== Source material ==

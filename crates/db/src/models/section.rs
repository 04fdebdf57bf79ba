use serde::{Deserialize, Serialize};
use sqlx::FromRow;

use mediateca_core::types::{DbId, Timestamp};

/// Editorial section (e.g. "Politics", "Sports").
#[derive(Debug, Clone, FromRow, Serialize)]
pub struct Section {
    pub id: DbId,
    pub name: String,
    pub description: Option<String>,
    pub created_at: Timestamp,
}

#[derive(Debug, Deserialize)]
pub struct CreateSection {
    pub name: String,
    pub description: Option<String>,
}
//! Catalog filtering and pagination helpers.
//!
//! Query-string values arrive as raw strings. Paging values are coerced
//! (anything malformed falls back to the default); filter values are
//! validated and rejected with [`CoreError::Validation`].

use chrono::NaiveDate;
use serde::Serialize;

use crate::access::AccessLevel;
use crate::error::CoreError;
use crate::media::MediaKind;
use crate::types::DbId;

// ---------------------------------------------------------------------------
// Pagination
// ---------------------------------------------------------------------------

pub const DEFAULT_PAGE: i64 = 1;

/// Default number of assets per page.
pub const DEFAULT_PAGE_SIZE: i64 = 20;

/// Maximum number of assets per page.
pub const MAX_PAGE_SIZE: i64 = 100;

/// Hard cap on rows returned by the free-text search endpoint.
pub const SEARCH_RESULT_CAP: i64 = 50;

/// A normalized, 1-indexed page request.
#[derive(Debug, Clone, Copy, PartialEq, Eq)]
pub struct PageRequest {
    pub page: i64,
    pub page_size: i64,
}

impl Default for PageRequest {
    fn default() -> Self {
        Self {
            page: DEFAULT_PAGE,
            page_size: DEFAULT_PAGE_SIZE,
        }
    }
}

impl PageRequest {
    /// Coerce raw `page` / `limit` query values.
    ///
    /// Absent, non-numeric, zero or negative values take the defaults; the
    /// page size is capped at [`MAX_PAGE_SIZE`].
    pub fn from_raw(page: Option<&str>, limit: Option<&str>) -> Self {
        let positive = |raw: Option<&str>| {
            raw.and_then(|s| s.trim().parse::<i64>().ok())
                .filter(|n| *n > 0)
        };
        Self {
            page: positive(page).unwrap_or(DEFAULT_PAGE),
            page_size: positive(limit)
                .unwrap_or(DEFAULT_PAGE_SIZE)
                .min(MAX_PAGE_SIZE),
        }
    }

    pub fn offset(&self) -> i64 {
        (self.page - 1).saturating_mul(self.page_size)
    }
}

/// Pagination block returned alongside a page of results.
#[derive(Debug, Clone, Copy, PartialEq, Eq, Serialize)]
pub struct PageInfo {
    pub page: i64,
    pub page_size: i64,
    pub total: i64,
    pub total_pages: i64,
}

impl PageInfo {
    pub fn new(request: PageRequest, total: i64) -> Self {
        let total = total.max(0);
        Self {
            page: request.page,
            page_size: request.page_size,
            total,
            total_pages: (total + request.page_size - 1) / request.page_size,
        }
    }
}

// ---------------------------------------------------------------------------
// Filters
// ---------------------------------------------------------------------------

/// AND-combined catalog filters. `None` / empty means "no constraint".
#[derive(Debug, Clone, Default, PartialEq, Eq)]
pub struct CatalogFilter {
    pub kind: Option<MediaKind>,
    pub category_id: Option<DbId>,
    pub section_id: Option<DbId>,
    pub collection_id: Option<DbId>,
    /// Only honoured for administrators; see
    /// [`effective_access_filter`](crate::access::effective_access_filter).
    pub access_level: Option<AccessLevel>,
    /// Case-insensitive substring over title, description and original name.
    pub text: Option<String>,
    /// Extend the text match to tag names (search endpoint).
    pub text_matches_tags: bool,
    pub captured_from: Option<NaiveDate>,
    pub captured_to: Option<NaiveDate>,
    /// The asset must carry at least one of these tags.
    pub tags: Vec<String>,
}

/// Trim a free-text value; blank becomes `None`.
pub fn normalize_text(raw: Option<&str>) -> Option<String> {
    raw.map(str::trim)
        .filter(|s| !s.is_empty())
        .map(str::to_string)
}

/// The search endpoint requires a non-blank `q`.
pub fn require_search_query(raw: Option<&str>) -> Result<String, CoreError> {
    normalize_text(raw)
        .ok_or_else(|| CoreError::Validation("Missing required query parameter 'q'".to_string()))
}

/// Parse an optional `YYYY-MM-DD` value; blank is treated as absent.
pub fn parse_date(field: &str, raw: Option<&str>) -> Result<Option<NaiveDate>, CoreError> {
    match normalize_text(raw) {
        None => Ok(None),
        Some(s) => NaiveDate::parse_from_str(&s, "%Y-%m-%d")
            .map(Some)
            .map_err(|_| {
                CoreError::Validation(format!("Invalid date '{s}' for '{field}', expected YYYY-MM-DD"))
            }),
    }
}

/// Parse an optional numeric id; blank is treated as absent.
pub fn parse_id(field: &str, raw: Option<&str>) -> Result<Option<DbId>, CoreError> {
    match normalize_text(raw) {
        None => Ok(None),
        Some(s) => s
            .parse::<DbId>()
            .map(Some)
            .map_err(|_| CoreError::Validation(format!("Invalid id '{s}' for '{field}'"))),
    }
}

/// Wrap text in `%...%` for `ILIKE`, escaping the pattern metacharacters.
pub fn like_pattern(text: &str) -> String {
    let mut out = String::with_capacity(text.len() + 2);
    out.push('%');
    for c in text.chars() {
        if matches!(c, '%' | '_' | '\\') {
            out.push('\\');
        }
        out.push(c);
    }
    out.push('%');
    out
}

===

* **What is expected**: Every line in the data that holds the string "PageRequest" should be copied.

* **Answer**:
pub struct PageRequest {
impl Default for PageRequest {
impl PageRequest {
    pub fn new(request: PageRequest, total: i64) -> Self {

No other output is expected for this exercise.